Laravel’s storage/ and bootstrap/cache/ need write access:

# Fix permission issues on Linux
docker-compose exec php chown -R www-data:www-data /var/www/storage
docker-compose exec php chmod -R 775 /var/www/storage

Slow Performance on macOS

Docker on macOS volume mounts are notoriously slow. Use cached mounts:

volumes:
  - ./:/var/www:cached

Or sync only specific directories. Your mileage varies by project size.

Container Can’t Connect to MySQL

MySQL takes seconds to initialize. depends_on doesn’t wait for readiness:

# Install wait-for-it script
COPY wait-for-it.sh /usr/local/bin/

# Use it in entrypoint
CMD ["wait-for-it", "mysql:3306", "--", "php-fpm"]

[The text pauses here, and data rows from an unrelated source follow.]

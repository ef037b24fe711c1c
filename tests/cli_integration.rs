// CLI integration tests for search, fields and error exit codes.
use std::path::Path;
use std::process::Command;

use serde_json::Value;

fn cmd(data_dir: &Path) -> Command {
    let exe = env!("CARGO_BIN_EXE_recsearch");
    let mut command = Command::new(exe);
    command.args(["--data-dir", data_dir.to_str().unwrap()]);
    command.env_remove("RUST_LOG");
    command
}

fn parse_json(output: &[u8]) -> Value {
    serde_json::from_slice(output).expect("valid json")
}

fn write_fixture(dir: &Path) {
    std::fs::write(
        dir.join("users.json"),
        r#"[{"_id": 71, "name": "Prince Hinton", "active": false, "tags": ["Davenport"]},
            {"_id": 72, "name": "Ada", "active": true}]"#,
    )
    .expect("users");
    std::fs::write(
        dir.join("tickets.json"),
        r#"[{"_id": "t-1", "tags": ["Ohio", "Texas"]}, {"_id": "t-2", "tags": ["Ohio"]}]"#,
    )
    .expect("tickets");
    std::fs::write(dir.join("organizations.json"), r#"[{"_id": 101, "name": "Enthaze"}]"#)
        .expect("orgs");
}

#[test]
fn search_emits_json_envelope() {
    let temp = tempfile::tempdir().expect("tempdir");
    write_fixture(temp.path());

    let out = cmd(temp.path())
        .args(["search", "users", "_id", "71"])
        .output()
        .expect("search");
    assert!(out.status.success());
    let json = parse_json(&out.stdout);
    assert_eq!(json["collection"], "users");
    assert_eq!(json["field"], "_id");
    assert_eq!(json["value"], 71);
    assert_eq!(json["count"], 1);
    assert_eq!(json["results"][0]["name"], "Prince Hinton");
}

#[test]
fn search_list_field_and_first() {
    let temp = tempfile::tempdir().expect("tempdir");
    write_fixture(temp.path());

    let all = cmd(temp.path())
        .args(["search", "tickets", "tags", "Ohio"])
        .output()
        .expect("search");
    assert!(all.status.success());
    assert_eq!(parse_json(&all.stdout)["count"], 2);

    let first = cmd(temp.path())
        .args(["search", "tickets", "tags", "Ohio", "--first"])
        .output()
        .expect("search");
    let json = parse_json(&first.stdout);
    assert_eq!(json["count"], 1);
    assert_eq!(json["results"][0]["_id"], "t-1");
}

#[test]
fn string_flag_disables_coercion() {
    let temp = tempfile::tempdir().expect("tempdir");
    write_fixture(temp.path());

    let out = cmd(temp.path())
        .args(["search", "users", "_id", "71", "--string"])
        .output()
        .expect("search");
    assert!(out.status.success());
    let json = parse_json(&out.stdout);
    assert_eq!(json["value"], "71");
    assert_eq!(json["count"], 0);
}

#[test]
fn fields_lists_one_or_all_collections() {
    let temp = tempfile::tempdir().expect("tempdir");
    write_fixture(temp.path());

    let one = cmd(temp.path())
        .args(["fields", "organizations"])
        .output()
        .expect("fields");
    assert!(one.status.success());
    let json = parse_json(&one.stdout);
    assert_eq!(json["collection"], "organizations");
    assert_eq!(json["fields"], serde_json::json!(["_id", "name"]));

    let all = cmd(temp.path()).args(["fields"]).output().expect("fields");
    let json = parse_json(&all.stdout);
    let names = json["collections"]
        .as_array()
        .expect("collections")
        .iter()
        .map(|entry| entry["collection"].as_str().unwrap().to_string())
        .collect::<Vec<_>>();
    assert_eq!(names, ["users", "tickets", "organizations"]);
}

#[test]
fn unknown_field_exit_code_and_error_json() {
    let temp = tempfile::tempdir().expect("tempdir");
    write_fixture(temp.path());

    let out = cmd(temp.path())
        .args(["search", "users", "nickname", "x"])
        .output()
        .expect("search");
    assert_eq!(out.status.code().unwrap(), 7);
    let err = parse_json(&out.stderr);
    assert_eq!(err["error"]["kind"], "FieldNotFound");
    assert_eq!(err["error"]["collection"], "users");
    assert!(err["error"]["hint"].as_str().unwrap().contains("recsearch fields users"));
}

#[test]
fn missing_dataset_exit_code() {
    let temp = tempfile::tempdir().expect("tempdir");

    let out = cmd(temp.path())
        .args(["search", "users", "_id", "1"])
        .output()
        .expect("search");
    assert_eq!(out.status.code().unwrap(), 5);
    let err = parse_json(&out.stderr);
    assert_eq!(err["error"]["kind"], "DataFormat");
}

#[test]
fn invalid_element_exit_code() {
    let temp = tempfile::tempdir().expect("tempdir");
    write_fixture(temp.path());
    let bad = temp.path().join("bad-users.json");
    std::fs::write(&bad, r#"[{"_id": 1}, 2]"#).expect("bad");

    let out = cmd(temp.path())
        .args(["--users", bad.to_str().unwrap(), "search", "users", "_id", "1"])
        .output()
        .expect("search");
    assert_eq!(out.status.code().unwrap(), 6);
    let err = parse_json(&out.stderr);
    assert_eq!(err["error"]["index"], 1);
}

#[test]
fn shell_reads_menu_from_stdin() {
    use std::io::Write;
    use std::process::Stdio;

    let temp = tempfile::tempdir().expect("tempdir");
    write_fixture(temp.path());

    let mut child = cmd(temp.path())
        .args(["shell"])
        .stdin(Stdio::piped())
        .stdout(Stdio::piped())
        .spawn()
        .expect("spawn");
    child
        .stdin
        .take()
        .expect("stdin")
        .write_all(b"\n1\n3\nname\nEnthaze\nquit\n")
        .expect("write");
    let out = child.wait_with_output().expect("wait");
    assert!(out.status.success());
    let text = String::from_utf8_lossy(&out.stdout);
    assert!(text.contains("1 record found."));
}

#[test]
fn usage_exit_code() {
    let temp = tempfile::tempdir().expect("tempdir");
    let out = cmd(temp.path())
        .args(["search", "pets", "_id", "1"])
        .output()
        .expect("search");
    assert_eq!(out.status.code().unwrap(), 2);
}

#[test]
fn usage_error_hint_lists_collections() {
    let temp = tempfile::tempdir().expect("tempdir");
    let out = cmd(temp.path())
        .args(["search", "pets", "_id", "1"])
        .output()
        .expect("search");
    let err = parse_json(&out.stderr);
    assert_eq!(err["error"]["kind"], "Usage");
    assert_eq!(
        err["error"]["hint"],
        "Expected one of: users, tickets, organizations."
    );
}

#[test]
fn data_dir_from_environment() {
    let temp = tempfile::tempdir().expect("tempdir");
    write_fixture(temp.path());

    let out = Command::new(env!("CARGO_BIN_EXE_recsearch"))
        .env_remove("RUST_LOG")
        .env("RECSEARCH_DATA_DIR", temp.path())
        .args(["search", "users", "_id", "72"])
        .output()
        .expect("search");
    assert!(out.status.success());
    let value = parse_json(&out.stdout);
    assert_eq!(value["count"], 1);
    assert_eq!(value["results"][0]["name"], "Ada");
}

#[test]
fn shipped_data_answers_queries_in_key_order() {
    let data = Path::new(env!("CARGO_MANIFEST_DIR")).join("data");
    let out = cmd(&data)
        .args(["search", "organizations", "domain_names", "dadabase.com"])
        .output()
        .expect("search");
    assert!(out.status.success());
    let value = parse_json(&out.stdout);
    assert_eq!(value["count"], 1);
    let org = value["results"][0].as_object().expect("object");
    assert_eq!(org["name"], "Nutralab");
    let keys = org.keys().take(3).map(String::as_str).collect::<Vec<_>>();
    assert_eq!(keys, ["_id", "url", "external_id"]);
}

Practices That Actually Help

Use a .dockerignore — don’t send vendor/, node_modules/, and .git to the build context:

.git
.env
vendor/
node_modules/
storage/
*.md

Keep containers single-purpose. Pin image tags. Don’t run as root in production. Add health checks so orchestrators know when a container is actually ready:

healthcheck:
  test: ["CMD", "php-fpm-healthcheck"]
  interval: 30s
  timeout: 3s
  retries: 3

Wrapping Up

Docker didn’t just fix “works on my machine.” It made onboarding a git clone && docker-compose up instead of a day of environment archaeology. Deployments became predictable because production ran the same image we tested locally.

Start with a simple docker-compose setup — nginx, PHP-FPM, MySQL. Add Redis, multi-stage builds, and environment overrides as you need them. The initial time investment pays back quickly in fewer environment fires and faster team velocity.


This guide uses Docker 1.13 and PHP 7.0, reflecting the ecosystem in early 2016. Modern Docker Compose, PHP 8.x, and Laravel Sail have improved ergonomics significantly — but the nginx + PHP-FPM separation pattern remains the foundation.